Nossos processos produtivos possuem efeitos sociais e ambientais que não são computados nos custos do empreendimento, se para produzir um tecido eu precisei queimar carvão, o gás carbônico e outros gases liberados na queima não são imediatamente capturados e reincorporados à natureza. Na velocidade com que a queima de combustíveis fósseis e extração de minerais ocorre, muito do gás liberado não é recaptado e passa a acumular na atmosfera, por vezes, a reabsorção acontece em costas e grandes corpos d'água provocando acidificação e aumento de temperatura, comprometendo assim a vida marinha. Outros efeitos são ainda mais sutis mas não menos danosos, cassinos, clubes e outros empreendimentos tem negativos efeitos sociais, culturais e de saúde que não são considerados nos custos de operação. Produção de alimentos, seja vegetais ou proteína animal, também tem muitos dos seus efeitos negativos não computados como custos na sua produção.

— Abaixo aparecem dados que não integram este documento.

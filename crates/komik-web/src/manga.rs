use std::rc::Rc;

use dominator::{clone, html, with_node, Dom};
use futures_signals::signal::SignalExt;
use komik_lib::{
    detail::{Action, DetailView, HEADLINE, ViewState},
    models::MangaDetail,
};
use web_sys::HtmlImageElement;

use crate::{
    common::{BookmarkButton, ChapterList, CommentSection, events, icons, skeleton},
    query::HttpDetailSource,
    utils::{AsyncLoader, Router, document},
};

pub struct MangaPage {
    view: DetailView<HttpDetailSource, Router>,
    loader: AsyncLoader,
}

impl MangaPage {
    pub fn new(slug: Option<String>) -> Rc<Self> {
        Rc::new(Self {
            view: DetailView::new(slug, HttpDetailSource, Router),
            loader: AsyncLoader::new(),
        })
    }

    fn fetch_detail(page: Rc<Self>) {
        let Some(slug) = page.view.slug() else {
            warn!("manga route without slug");
            return;
        };

        page.loader.load(clone!(page => async move {
            page.view.load_detail(&slug).await;
        }));
    }

    fn retry(page: Rc<Self>) {
        page.loader.load(clone!(page => async move {
            page.view.retry().await;
        }));
    }

    fn render_action(page: Rc<Self>, action: Action) -> Dom {
        match action {
            Action::GoHome => html!("button", {
                .class("action-button")
                .style("display", "flex")
                .style("align-items", "center")
                .style("padding", "0.5rem")
                .children(&mut [
                    icons::chevron_left(),
                    html!("span", {
                        .style("margin-left", "0.5rem")
                        .text("Back to Home")
                    }),
                ])
                .event(clone!(page => move |_: events::Click| {
                    page.view.navigate_home();
                }))
            }),
            Action::Retry => html!("button", {
                .class("action-button")
                .style("display", "flex")
                .style("align-items", "center")
                .style("padding", "0.5rem")
                .style("margin-left", "0.5rem")
                .children(&mut [
                    icons::refresh(),
                    html!("span", {
                        .style("margin-left", "0.5rem")
                        .text("Try Again")
                    }),
                ])
                .event(clone!(page => move |_: events::Click| {
                    Self::retry(page.clone());
                }))
            }),
        }
    }

    fn render_actions(page: Rc<Self>, actions: &[Action]) -> Dom {
        html!("div", {
            .style("display", "flex")
            .children(&mut actions.iter().map(|action| Self::render_action(page.clone(), *action)).collect::<Vec<_>>())
        })
    }

    fn render_skeleton() -> Dom {
        html!("div", {
            .class("manga-detail")
            .children(&mut [
                skeleton::block("10rem", "2.5rem"),
                html!("div", {
                    .class("manga-detail-grid")
                    .children(&mut [
                        html!("div", {
                            .class("manga-detail-side")
                            .children(&mut [
                                skeleton::block("100%", "24rem"),
                                skeleton::block("100%", "10rem"),
                                html!("div", {
                                    .style("display", "flex")
                                    .style("flex-wrap", "wrap")
                                    .style("gap", "0.5rem")
                                    .children(&mut [
                                        skeleton::block("5rem", "1.5rem"),
                                        skeleton::block("5rem", "1.5rem"),
                                        skeleton::block("5rem", "1.5rem"),
                                        skeleton::block("5rem", "1.5rem"),
                                    ])
                                }),
                            ])
                        }),
                        html!("div", {
                            .class("manga-detail-main")
                            .children(&mut [
                                skeleton::block("75%", "2.5rem"),
                                skeleton::block("10rem", "1.5rem"),
                                skeleton::block("100%", "10rem"),
                                skeleton::block("100%", "24rem"),
                            ])
                        }),
                    ])
                }),
            ])
        })
    }

    fn render_message(page: Rc<Self>, message: Option<&str>, actions: &[Action]) -> Dom {
        html!("div", {
            .class("manga-detail-message")
            .style("display", "flex")
            .style("flex-direction", "column")
            .style("align-items", "center")
            .style("justify-content", "center")
            .style("text-align", "center")
            .style("min-height", "60vh")
            .children(&mut [
                html!("h1", {
                    .class("error")
                    .text(HEADLINE)
                }),
            ])
            .apply_if(message.is_some(), |dom| dom.child(html!("p", {
                .style("margin-bottom", "1.5rem")
                .text(message.unwrap_or_default())
            })))
            .child(Self::render_actions(page, actions))
        })
    }

    fn render_meta_row(label: &str, value: &str) -> [Dom; 2] {
        [
            html!("span", {
                .class("meta-label")
                .text(&format!("{}:", label))
            }),
            html!("span", {
                .class("meta-value")
                .text(value)
            }),
        ]
    }

    fn render_side(manga: &MangaDetail) -> Dom {
        let mut meta = vec![];
        meta.extend(Self::render_meta_row("Author", manga.author()));
        meta.extend(Self::render_meta_row("Status", manga.status()));
        meta.extend(Self::render_meta_row("Type", manga.kind()));
        meta.extend(Self::render_meta_row("Released", manga.released()));

        html!("div", {
            .class("manga-detail-side")
            .apply_if(!manga.thumbnail.is_empty(), |dom| dom.child(html!("img" => HtmlImageElement, {
                .class("cover")
                .style("width", "100%")
                .style("height", "auto")
                .style("border-radius", "0.5rem")
                .attr("src", &manga.thumbnail)
                .attr("alt", &manga.title)
                .with_node!(img => {
                    .event(move |_: events::Error| {
                        let _ = img.style().set_property("visibility", "hidden");
                    })
                })
            })))
            .children(&mut [
                html!("div", {
                    .class("card")
                    .style("display", "grid")
                    .style("grid-template-columns", "1fr 1fr")
                    .style("gap", "0.5rem")
                    .style("padding", "1rem")
                    .style("margin-bottom", "1rem")
                    .children(&mut meta)
                }),
                html!("div", {
                    .style("display", "flex")
                    .style("flex-wrap", "wrap")
                    .children(&mut manga.genre.iter().map(|genre| html!("span", {
                        .class("chip")
                        .text(genre)
                    })).collect::<Vec<_>>())
                }),
            ])
        })
    }

    fn render_loaded(page: Rc<Self>, manga: Rc<MangaDetail>) -> Dom {
        let slug = page.view.slug().unwrap_or_default();
        document().set_title(&manga.title);

        html!("div", {
            .class("manga-detail")
            .children(&mut [
                html!("div", {
                    .class("topbar")
                    .style("display", "flex")
                    .style("justify-content", "space-between")
                    .style("align-items", "center")
                    .children(&mut [
                        Self::render_actions(page.clone(), ViewState::Loaded(manga.clone()).actions()),
                        BookmarkButton::render(BookmarkButton::new(slug.clone(), manga.title.clone())),
                    ])
                }),
                html!("div", {
                    .class("manga-detail-grid")
                    .children(&mut [
                        Self::render_side(&manga),
                        html!("div", {
                            .class("manga-detail-main")
                            .children(&mut [
                                html!("h1", {
                                    .class("title")
                                    .text(&manga.title)
                                }),
                                html!("div", {
                                    .attr("id", "description")
                                    .children(&mut [
                                        html!("span", {
                                            .class("header")
                                            .text("Synopsis")
                                        }),
                                        html!("p", {
                                            .style("white-space", "pre-wrap")
                                            .text(&manga.synopsis)
                                        }),
                                    ])
                                }),
                                ChapterList::render(ChapterList::new(slug.clone(), manga.chapters.clone(), manga.total_chapters())),
                            ])
                        }),
                    ])
                }),
                CommentSection::render(CommentSection::new(slug)),
            ])
        })
    }

    pub fn render(page: Rc<Self>) -> Dom {
        Self::fetch_detail(page.clone());

        html!("div", {
            .class("manga-page")
            .after_removed(clone!(page => move |_| page.loader.cancel()))
            .child_signal(page.view.signal().map(clone!(page => move |state| {
                let actions = state.actions();
                Some(match state {
                    ViewState::Loading => Self::render_skeleton(),
                    ViewState::Error(message) => Self::render_message(page.clone(), Some(&message), actions),
                    ViewState::Empty => Self::render_message(page.clone(), None, actions),
                    ViewState::Loaded(manga) => Self::render_loaded(page.clone(), manga),
                })
            })))
        })
    }
}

Uma forma de contemplar a existência do empreendimento e dos efeitos negativos que ele traz é com um sistema de créditos. Simplificadamente, ações que visam combater um determinado efeito negativo, como por exemplo uma campanha de combate ao vício e de apoio aos dependentes, geraria um dado número de créditos sociais (estou generalizando mas poderia ser mais específico como crédito de saúde pública), atividades que sejam produtoras do efeito indesejado, como as produtoras de bebidas alcoólicas ou fazendas de maconha, precisariam entregar ao governo os créditos necessários para a produção. Portanto, para haver esta produção de itens com potencial de criar dependência e com efeitos negativos para a saúde, a empresa deve entregar ao governo um determinado número de créditos sociais, estes créditos porém só podem ser comprados de quem está do outro lado da equação, combatendo o vício. O governo só faz o papel de arrecadação e regulação dos créditos, mas não os usa pra nada e não precisa manter um balanço fiscal rígido (ou seja, não precisa, necessariamente, arrecadar mais do que "gasta"), imaginando que clínicas de tratamento de dependentes produzam X créditos, e o governo arrecadou Y créditos, se X for maior que Y, teoricamente o governo está em "superávit" mas aqui só significa que a atuação social foi maior do que foi produzido de efeitos negativos, pois muitos créditos foram produzidos (e isso implica que o governo deu estes créditos para clínicas por exemplo) mas nem todos foram consumidos com produção. Y só poderá ser maior que X se houver um estoque de créditos disponíveis, ou seja, agora que tenho boa cobertura de saúde e assistência à dependentes posso ampliar o "déficit" do governo e permitir um aumento na produção. Cabe ressaltar que a produção também pode aumentar em um dado período se a oferta de créditos aumentarem também, não há necessariamente a necessidade da defasagem apresentada, mas como esforços de combate aos efeitos negativos da produção tomam tempo, é muito provável que isso seja o mais típico.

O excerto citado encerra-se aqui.